Posted on 06 October 2009 by Tenth Amendment

by Wayne J. Barbarek

Although there may be problems, as in any industry, I cannot keep from wondering to what, or which, “system” everyone is referring.

There is all this talk of the “Nation’s” health care system; however, I fail to find where health care is a “national” object. There is nothing whatsoever in the Constitution suggesting it is among the certain enumerated objects of the “Federal” government, with the whole works of the Convention at Philadelphia making it more than obvious that it cannot be.

So, how can there be a “national” system for something that is unquestionably not among the certain enumerated objects that are delegated to the “Federal” government?

What is plain, though, rather than there being any kind of “national” system, there are certainly individual separate systems belonging exclusively to the several States — individual systems that the States have a constitutionally guaranteed right to establish or not establish, and to regulate or not regulate, as they see fit. Or, as they decide is appropriate for their individual and separate circumstances and interests.

What is also plain is that, no matter the alleged good intentions, good faith or urgency for a needed plan, and no matter the degree of passion or how great the numbers in its favor, until which time the necessary additional powers are constitutionally granted to the Federal Government, this remains their guaranteed right, individually and collectively within their separate societies made plain by the 9th and 10th amendments to the constitution of these united states.

Specifically, the Federal government has utterly no direct authority or jurisdiction whatsoever extending to those objects belonging exclusively to this Union’s member States any more than it has authority extending into any State in Europe; — and, whether or not anyone agrees, is irrelevant, for the plain truth is that Health Care, its industries, institutions, businesses, professions, education, licensing, wages, et cetera; are all among those objects belonging exclusively to the several States.

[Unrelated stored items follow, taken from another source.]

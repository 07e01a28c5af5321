//! Shared primitives: geometry re-exports, pixel buffers, and the crate error type.

pub mod core;
pub mod error;
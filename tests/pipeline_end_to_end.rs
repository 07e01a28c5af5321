use std::fs;

use image::AnimationDecoder as _;
use image::codecs::gif::GifDecoder;

use vivicon::{
    AnimationRequest, IconRequest, OutputFormat, RenderOptions, ResvgRasterizer, generate_batch,
    generate_icon, read_batch_spec,
};

const SQUARE: &str = r#"<svg viewBox="0 0 24 24"><path d="M0 0h24v24H0z"/></svg>"#;

#[test]
fn animated_gif_renders_one_frame_per_sample() {
    let dir = tempfile::tempdir().unwrap();
    let path = dir.path().join("icon.gif");

    let mut request = IconRequest::new(SQUARE);
    request.size = 32;
    request.fps = 5;
    request.animation = Some(AnimationRequest::Shorthand("spin:1s".to_string()));
    request.background.color = Some("#204060".to_string());

    generate_icon(
        &request,
        OutputFormat::Gif,
        &path,
        &ResvgRasterizer,
        &RenderOptions::default(),
    )
    .unwrap();

    let bytes = fs::read(&path).unwrap();
    let decoder = GifDecoder::new(std::io::Cursor::new(bytes)).unwrap();
    let frames = decoder.into_frames().collect_frames().unwrap();
    assert_eq!(frames.len(), 5);
    for frame in &frames {
        let (numer, denom) = frame.delay().numer_denom_ms();
        assert_eq!(numer / denom, 200);
        assert_eq!(frame.buffer().width(), 32);
        assert_eq!(frame.buffer().height(), 32);
    }
}

#[test]
fn gif_without_animation_has_a_single_frame() {
    let dir = tempfile::tempdir().unwrap();
    let path = dir.path().join("static.gif");

    let mut request = IconRequest::new(SQUARE);
    request.size = 24;
    generate_icon(
        &request,
        OutputFormat::Gif,
        &path,
        &ResvgRasterizer,
        &RenderOptions::default(),
    )
    .unwrap();

    let bytes = fs::read(&path).unwrap();
    let decoder = GifDecoder::new(std::io::Cursor::new(bytes)).unwrap();
    let frames = decoder.into_frames().collect_frames().unwrap();
    assert_eq!(frames.len(), 1);
}

#[test]
fn png_composites_the_icon_over_the_plate() {
    let dir = tempfile::tempdir().unwrap();
    let path = dir.path().join("icon.png");

    let mut request = IconRequest::new(SQUARE);
    request.size = 64;
    request.background.color = Some("#ff0000".to_string());

    generate_icon(
        &request,
        OutputFormat::Png,
        &path,
        &ResvgRasterizer,
        &RenderOptions::default(),
    )
    .unwrap();

    let img = image::load_from_memory(&fs::read(&path).unwrap())
        .unwrap()
        .to_rgba8();
    assert_eq!(img.dimensions(), (64, 64));
    // The icon covers its whole view box, scaled to 70% of the canvas and
    // centered; the center is ink, the corner is plate.
    assert_eq!(img.get_pixel(32, 32).0, [0, 0, 0, 255]);
    assert_eq!(img.get_pixel(1, 1).0, [255, 0, 0, 255]);
}

#[test]
fn svg_file_sources_round_trip_with_recolor_and_animation() {
    let dir = tempfile::tempdir().unwrap();
    let src = dir.path().join("shape.svg");
    fs::write(&src, SQUARE).unwrap();
    let out = dir.path().join("shape-pulse.svg");

    let mut request = IconRequest::new(src.to_string_lossy().as_ref());
    request.size = 48;
    request.color = Some("(gold, purple)".to_string());
    request.animation = Some(AnimationRequest::Shorthand("pulse".to_string()));

    generate_icon(
        &request,
        OutputFormat::Svg,
        &out,
        &ResvgRasterizer,
        &RenderOptions::default(),
    )
    .unwrap();

    let markup = fs::read_to_string(&out).unwrap();
    assert!(markup.contains("iconGradient"));
    assert!(markup.contains("<animateTransform"));
    assert!(markup.contains(r#"dur="1.5s""#));
    assert!(markup.contains(r#"viewBox="0 0 48 48""#));
}

#[test]
fn batch_honors_per_entry_overrides() {
    let dir = tempfile::tempdir().unwrap();
    let src = dir.path().join("shape.svg");
    fs::write(&src, SQUARE).unwrap();
    let out_dir = dir.path().join("out");

    let batch_path = dir.path().join("batch.json");
    fs::write(
        &batch_path,
        format!(
            r#"{{
                "size": 40,
                "icons": [
                    {{"source": "{src}", "name": "big", "size": 64, "format": "png"}},
                    "{src}"
                ]
            }}"#,
            src = src.to_string_lossy()
        ),
    )
    .unwrap();
    let batch = read_batch_spec(&batch_path).unwrap();

    let report = generate_batch(
        &batch,
        &out_dir,
        &ResvgRasterizer,
        &RenderOptions::default(),
    )
    .unwrap();
    assert_eq!(report.written(), 2);
    assert_eq!(report.failed(), 0);

    let png = image::load_from_memory(&fs::read(out_dir.join("big.png")).unwrap()).unwrap();
    assert_eq!(png.width(), 64);
    assert!(out_dir.join("shape.svg").exists());
}
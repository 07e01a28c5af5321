//! Duration token handling for animation specs.
//!
//! Tokens come from user input ("2", "2s", "250ms") and are kept lenient on
//! purpose: a malformed token degrades to a default instead of failing the
//! whole generation.

/// Normalize a duration token to a unit-suffixed form.
///
/// Bare numbers are assumed to be seconds ("2" -> "2s"); already-suffixed
/// tokens are kept verbatim. Returns `None` for empty or unrecognizable
/// input.
pub fn normalize(token: &str) -> Option<String> {
    let p = token.trim();
    if p.is_empty() {
        return None;
    }
    if p.ends_with("ms") || p.ends_with('s') {
        return Some(p.to_string());
    }
    if p.parse::<f64>().is_ok() {
        return Some(format!("{p}s"));
    }
    None
}

/// Convert a duration token to seconds.
///
/// Malformed input yields 1.0 rather than an error.
pub fn to_seconds(token: &str) -> f64 {
    let s = token.trim();
    let parsed = if let Some(num) = s.strip_suffix("ms") {
        num.parse::<f64>().map(|v| v / 1000.0)
    } else if let Some(num) = s.strip_suffix('s') {
        num.parse::<f64>()
    } else {
        s.parse::<f64>()
    };
    parsed.unwrap_or(1.0)
}

#[cfg(test)]
mod tests {
    use super::*;

    #[test]
    fn normalizes_bare_numbers_to_seconds() {
        assert_eq!(normalize("2").as_deref(), Some("2s"));
        assert_eq!(normalize(" 1.5 ").as_deref(), Some("1.5s"));
    }

    #[test]
    fn keeps_suffixed_tokens_verbatim() {
        assert_eq!(normalize("250ms").as_deref(), Some("250ms"));
        assert_eq!(normalize("1.5s").as_deref(), Some("1.5s"));
    }

    #[test]
    fn rejects_empty_and_garbage() {
        assert_eq!(normalize(""), None);
        assert_eq!(normalize("   "), None);
        assert_eq!(normalize("fast"), None);
    }

    #[test]
    fn converts_within_tolerance() {
        assert!((to_seconds("250ms") - 0.25).abs() < 1e-6);
        assert!((to_seconds("1.5s") - 1.5).abs() < 1e-6);
        assert!((to_seconds("2") - 2.0).abs() < 1e-6);
    }

    #[test]
    fn malformed_falls_back_to_one_second() {
        assert!((to_seconds("xyzms") - 1.0).abs() < 1e-9);
        assert!((to_seconds("") - 1.0).abs() < 1e-9);
        assert!((to_seconds("s") - 1.0).abs() < 1e-9);
    }
}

Not only does the authority of the Federal government not extend to such objects plainly belonging exclusively with the States, the undeniable fact still remains that the fundamental purpose of Union and its Federal government is not to be the source and facilitator of interferences and aggressions against them.

But instead, for the purpose of preserving them as separate independent sovereign societies; and, in so doing, meant to protect and preserve their Rights as the true sovereigns to decide separately and independently for themselves how the considerable remaining powers meant to be left with them shall be, or shall not be, exercised.

In other words, it is the absolute Right of the People of each State, independently of one another, to freely choose how they want to govern their separate society — to wit, how liberal and generous or how conservative and frugal it wants to be — without interferences and impositions from other member States or the Federal government.

And, in exercising those Rights of Freedom and Liberty, no State has a right, above all the Federal government, to “judge” and impose their will upon another just because that smaller society is, in their meager opinion, making inappropriate laws, not making desired laws or because it has customs, morals, habits or interests that are contrary to what they “think” or “believe” is appropriate and conducive to being an American State, even though its laws, customs, morals, habits and interests are not contrary to the Constitution.

So, what does this mean and how does it all add up as it pertains to the President and the controlling faction with which he is aligned?

As a Union meant to be of Laws derived from “true” construction and not of Men derived from forced construction, and as servants that are obligated by their required oaths to support the constitution of these united states, they have utterly no authority whatsoever to “judge” that which plainly belongs exclusively with the individual States; — nor do they have any authority whatsoever discussing, above all, proposing or promising to establish a National system, reform the several State systems made under their individual authorities or make health care a fundamental right using ordinary acts of legislation.

And, by arrogantly pursuing their current course, they make plain their intent to pervert the Constitution (according to the framers, an act tantamount to treason against these united states) and commit lawless aggressions against the States in utter defiance of their oaths and the Constitution.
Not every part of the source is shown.